Slavomir Rawicz Message Board

Lester Hunt posts on 4/5/2008 12:33:38 AM I think we are in very serious danger of jumping to conclusions here. To go from the assumption that Yettis do not exist to the conclusion that the whole book is a hoax is quite a leap. Also, surely nothing follows from rumors of an unidentified Polish gentleman who made a similar trip and kept a diary. It's an interesting theory, but to those of us who never met this person, it is absolutely no more than that.
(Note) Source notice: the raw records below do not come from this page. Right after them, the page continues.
use std::fs;
use std::io::{self, Read};
use std::path::PathBuf;

use anyhow::{Context, Result};
use clap::{ArgAction, Parser, Subcommand};
use itertools::Itertools;
use tracing::debug;
use tracing_subscriber::EnvFilter;

use marker::{DaysOfWeek, Literal, Match, Matcher, RegexMatcher, brackets, parens, surrounded};

#[derive(Parser, Debug)]
#[command(author, version, about, long_about = None)]
struct Args {
    #[command(subcommand)]
    kind: Kind,

    /// Fill the next placeholder with VALUE instead of listing the matches (repeatable)
    #[arg(
        long = "with",
        value_name = "VALUE",
        action = ArgAction::Append,
        num_args = 1,
        global = true
    )]
    with: Option<Vec<String>>,
}

#[derive(Subcommand, Debug)]
enum Kind {
    /// Day names (Monday or monday, not MONDAY)
    Days { file: Option<PathBuf> },
    /// A literal string
    Literal {
        pattern: String,
        /// Only the first N occurrences
        #[arg(short = 'n', long)]
        limit: Option<usize>,
        file: Option<PathBuf>,
    },
    /// A regular expression
    Regex { expr: String, file: Option<PathBuf> },
    /// Text between OPEN and CLOSE
    Surrounded {
        open: String,
        close: String,
        file: Option<PathBuf>,
    },
    /// Text in [square brackets]
    Brackets { file: Option<PathBuf> },
    /// Text in (parentheses)
    Parens { file: Option<PathBuf> },
}

impl Kind {
    fn matcher(&self) -> Result<Box<dyn Matcher>> {
        Ok(match self {
            Kind::Days { .. } => Box::new(DaysOfWeek),
            Kind::Literal {
                pattern,
                limit: Some(n),
                ..
            } => Box::new(Literal::first(pattern.as_str(), *n)),
            Kind::Literal { pattern, .. } => Box::new(Literal::all(pattern.as_str())),
            Kind::Regex { expr, .. } => Box::new(RegexMatcher::new(expr)?),
            Kind::Surrounded { open, close, .. } => Box::new(surrounded(open, close)?),
            Kind::Brackets { .. } => Box::new(brackets()),
            Kind::Parens { .. } => Box::new(parens()),
        })
    }

    fn file(&self) -> Option<&PathBuf> {
        match self {
            Kind::Days { file }
            | Kind::Literal { file, .. }
            | Kind::Regex { file, .. }
            | Kind::Surrounded { file, .. }
            | Kind::Brackets { file }
            | Kind::Parens { file } => file.as_ref(),
        }
    }
}

fn read_input(file: Option<&PathBuf>) -> Result<String> {
    match file {
        Some(path) => fs::read_to_string(path)
            .with_context(|| format!("Failed to read {}", path.display())),
        None => {
            let mut contents = String::new();
            io::stdin()
                .read_to_string(&mut contents)
                .context("Failed to read stdin")?;
            Ok(contents)
        }
    }
}

fn report(m: &Match) -> String {
    let numbered = m
        .patterns()
        .iter()
        .enumerate()
        .map(|(i, p)| format!("{:>3}: {p:?}", i + 1))
        .join("\n");
    if numbered.is_empty() {
        m.template().to_string()
    } else {
        format!("{}\n{numbered}", m.template())
    }
}

fn main() -> Result<()> {
    tracing_subscriber::fmt()
        .with_env_filter(EnvFilter::from_default_env())
        .with_writer(io::stderr)
        .init();

    let args = Args::parse();
    let matcher = args.kind.matcher()?;
    let input = read_input(args.kind.file())?;

    let m = matcher.find(&input);
    debug!(matches = m.len(), bytes = input.len(), "matched");

    match args.with {
        Some(values) => print!("{}", m.substitute(values)?),
        None => println!("{}", report(&m)),
    }
    Ok(())
}
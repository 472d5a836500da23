/// Errors raised while building a matcher or rendering a template.
///
/// Scanning itself never fails: every input string is valid.
#[derive(Debug, Clone, PartialEq)]
pub enum MatcherError {
    /// An opening or closing delimiter was the empty string.
    EmptyDelimiter,
    /// The regular expression could not be compiled.
    InvalidRegex(regex::Error),
    /// The number of substitution values differs from the number of placeholders.
    ArityMismatch { expected: usize, found: usize },
}

impl std::fmt::Display for MatcherError {
    fn fmt(&self, f: &mut std::fmt::Formatter<'_>) -> std::fmt::Result {
        match self {
            Self::EmptyDelimiter => write!(f, "Surrounding delimiters must not be empty"),
            Self::InvalidRegex(err) => write!(f, "Invalid regular expression: {err}"),
            Self::ArityMismatch { expected, found } => write!(
                f,
                "Template has {expected} placeholder{} but {found} value{} supplied",
                if *expected == 1 { "" } else { "s" },
                if *found == 1 { " was" } else { "s were" },
            ),
        }
    }
}

impl std::error::Error for MatcherError {
    fn source(&self) -> Option<&(dyn std::error::Error + 'static)> {
        match self {
            Self::InvalidRegex(err) => Some(err),
            _ => None,
        }
    }
}

impl From<regex::Error> for MatcherError {
    fn from(err: regex::Error) -> Self {
        Self::InvalidRegex(err)
    }
}

#[cfg(test)]
mod tests {
    use super::*;

    #[test]
    fn arity_message_pluralises() {
        let one = MatcherError::ArityMismatch {
            expected: 1,
            found: 2,
        };
        assert_eq!(
            one.to_string(),
            "Template has 1 placeholder but 2 values were supplied"
        );
        let many = MatcherError::ArityMismatch {
            expected: 3,
            found: 1,
        };
        assert_eq!(
            many.to_string(),
            "Template has 3 placeholders but 1 value was supplied"
        );
    }

    #[test]
    fn invalid_regex_has_source() {
        let err: MatcherError = regex::Regex::new("(").unwrap_err().into();
        assert!(std::error::Error::source(&err).is_some());
        assert!(err.to_string().starts_with("Invalid regular expression"));
    }
}
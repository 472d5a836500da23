//! The fixed keyword vocabulary recognised by the automaton.

use phf::{Set, phf_set};

/// Canonical (lowercase) day names, Monday first.
pub const DAYS_OF_WEEK: [&str; 7] = [
    "monday",
    "tuesday",
    "wednesday",
    "thursday",
    "friday",
    "saturday",
    "sunday",
];

/// Every accepted spelling: canonical, and with a capitalised first letter.
const KEYWORDS: Set<&'static str> = phf_set! {
    "monday", "Monday",
    "tuesday", "Tuesday",
    "wednesday", "Wednesday",
    "thursday", "Thursday",
    "friday", "Friday",
    "saturday", "Saturday",
    "sunday", "Sunday",
};

/// Test whether `word` is exactly one accepted keyword spelling.
pub fn is_keyword(word: &str) -> bool {
    KEYWORDS.contains(word)
}

/// Both accepted spellings of a canonical keyword.
#[cfg(test)]
pub(crate) fn spellings(keyword: &str) -> [String; 2] {
    let mut chars = keyword.chars();
    let capitalised = match chars.next() {
        Some(first) => first.to_ascii_uppercase().to_string() + chars.as_str(),
        None => String::new(),
    };
    [keyword.to_string(), capitalised]
}

#[cfg(test)]
mod tests {
    use super::*;

    #[test]
    fn every_day_has_two_spellings() {
        for day in DAYS_OF_WEEK {
            for spelling in spellings(day) {
                assert!(is_keyword(&spelling), "expected keyword: {spelling}");
            }
        }
        assert_eq!(KEYWORDS.len(), DAYS_OF_WEEK.len() * 2);
    }

    #[test]
    fn other_casings_are_not_keywords() {
        assert!(!is_keyword("MONDAY"));
        assert!(!is_keyword("mOnday"));
        assert!(!is_keyword("mon"));
        assert!(!is_keyword(""));
    }

    #[test]
    fn spellings_capitalise_first_letter_only() {
        assert_eq!(spellings("wednesday"), ["wednesday", "Wednesday"]);
    }
}
//! States and transition table of the day-name automaton.
//!
//! States reached by a single keyword are named after the prefix consumed so
//! far (`Sat` = "sat"). States reached by more than one keyword are named
//! after the suffix still required (`Esday` follows both "tu" and "wedn").
//!
//! Only the edges leaving `Start` accept an uppercase letter.

use phf::{Map, phf_map};

#[derive(Debug, Clone, Copy, PartialEq, Eq, Hash)]
pub enum State {
    Start,
    S,
    M,
    T,
    W,
    F,
    Sa,
    Th,
    We,
    Fr,
    Sat,
    Thu,
    Wed,
    Satu,
    Nday,
    Esday,
    Sday,
    Day,
    Ay,
    Y,
    Accept,
}

impl State {
    #[cfg(test)]
    pub const ALL: [State; 21] = [
        State::Start,
        State::S,
        State::M,
        State::T,
        State::W,
        State::F,
        State::Sa,
        State::Th,
        State::We,
        State::Fr,
        State::Sat,
        State::Thu,
        State::Wed,
        State::Satu,
        State::Nday,
        State::Esday,
        State::Sday,
        State::Day,
        State::Ay,
        State::Y,
        State::Accept,
    ];

    /// Follow the edge labelled `ch`, if there is one.
    pub fn next(self, ch: char) -> Option<State> {
        self.edges()?.get(&ch).copied()
    }

    pub fn is_accepting(self) -> bool {
        self == State::Accept
    }

    /// Outgoing edges. `Accept` has none.
    pub fn edges(self) -> Option<&'static Map<char, State>> {
        let edges = match self {
            State::Start => &FROM_START,
            State::S => &FROM_S,
            State::M => &FROM_M,
            State::T => &FROM_T,
            State::W => &FROM_W,
            State::F => &FROM_F,
            State::Sa => &FROM_SA,
            State::Th => &FROM_TH,
            State::We => &FROM_WE,
            State::Fr => &FROM_FR,
            State::Sat => &FROM_SAT,
            State::Thu => &FROM_THU,
            State::Wed => &FROM_WED,
            State::Satu => &FROM_SATU,
            State::Nday => &FROM_NDAY,
            State::Esday => &FROM_ESDAY,
            State::Sday => &FROM_SDAY,
            State::Day => &FROM_DAY,
            State::Ay => &FROM_AY,
            State::Y => &FROM_Y,
            State::Accept => return None,
        };
        Some(edges)
    }
}

static FROM_START: Map<char, State> = phf_map! {
    'f' => State::F, 'F' => State::F,
    'm' => State::M, 'M' => State::M,
    's' => State::S, 'S' => State::S,
    't' => State::T, 'T' => State::T,
    'w' => State::W, 'W' => State::W,
};

static FROM_S: Map<char, State> = phf_map! {
    'a' => State::Sa,
    'u' => State::Nday,
};

static FROM_M: Map<char, State> = phf_map! {
    'o' => State::Nday,
};

static FROM_T: Map<char, State> = phf_map! {
    'h' => State::Th,
    'u' => State::Esday,
};

static FROM_W: Map<char, State> = phf_map! {
    'e' => State::We,
};

static FROM_F: Map<char, State> = phf_map! {
    'r' => State::Fr,
};

static FROM_SA: Map<char, State> = phf_map! {
    't' => State::Sat,
};

static FROM_TH: Map<char, State> = phf_map! {
    'u' => State::Thu,
};

static FROM_WE: Map<char, State> = phf_map! {
    'd' => State::Wed,
};

static FROM_FR: Map<char, State> = phf_map! {
    'i' => State::Day,
};

static FROM_SAT: Map<char, State> = phf_map! {
    'u' => State::Satu,
};

static FROM_THU: Map<char, State> = phf_map! {
    'r' => State::Sday,
};

static FROM_WED: Map<char, State> = phf_map! {
    'n' => State::Esday,
};

static FROM_SATU: Map<char, State> = phf_map! {
    'r' => State::Day,
};

static FROM_NDAY: Map<char, State> = phf_map! {
    'n' => State::Day,
};

static FROM_ESDAY: Map<char, State> = phf_map! {
    'e' => State::Sday,
};

static FROM_SDAY: Map<char, State> = phf_map! {
    's' => State::Day,
};

static FROM_DAY: Map<char, State> = phf_map! {
    'd' => State::Ay,
};

static FROM_AY: Map<char, State> = phf_map! {
    'a' => State::Y,
};

static FROM_Y: Map<char, State> = phf_map! {
    'y' => State::Accept,
};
Barbara1953 posts on 4/4/2008 1:27:58 PM Dear WCR. I think that I agree with Cornelius on this question. Yes neoither of us have seen or read the original notes and diary that the Polish man cloianmed he loaned to Rawicz. But from my conversation with his relative, aybe his daughter, it is clear that hte cloimbed the Himalayas at a less inclement time of year. The route he took was slightly different and no quite as gueling. The time scale was longer and htye rested in ssveral places for periods of time. Also they had quite good equipment to begin with. So, all in all, it was less dramatic than Rawicz story. And much more credible. But haveing said that I am not knocking it. It was still epic but just less epic than the version which Rawicz claims. His story has well and truly been blown out of the water now, unless you believe in yettis? You are entitled to call anything garbage but it might be better to be more guarded in your statements. You said that lots of readers are taking all these latest stories of the Polish gentleman with a pinch of salt. How do you know? How many of them have contaced you to tell you this? Do tell... I have confidence that the latest version of events will actually ring more true to most reasonabley minded people. At least people who are not related to rawicz and thus have a vested interest in rubbishing these new stories. Are you a relative of Rawicz? Do come put of the woodwork.
W.C.R posts on 4/3/2008 10:34:52 AM Hechter. If this so called "original document" is sadly lost forever,how can you claim it to be a not so epic and a more believable version, when did you read it?. You must be very careful of your claims in public. Sadly this forum has suffered from many flippant and frivolus postings over the last few years,but thankfully your ridiculas claims will be taken with a pinch of salt by the many serious readers,as was all the other GARBAGE.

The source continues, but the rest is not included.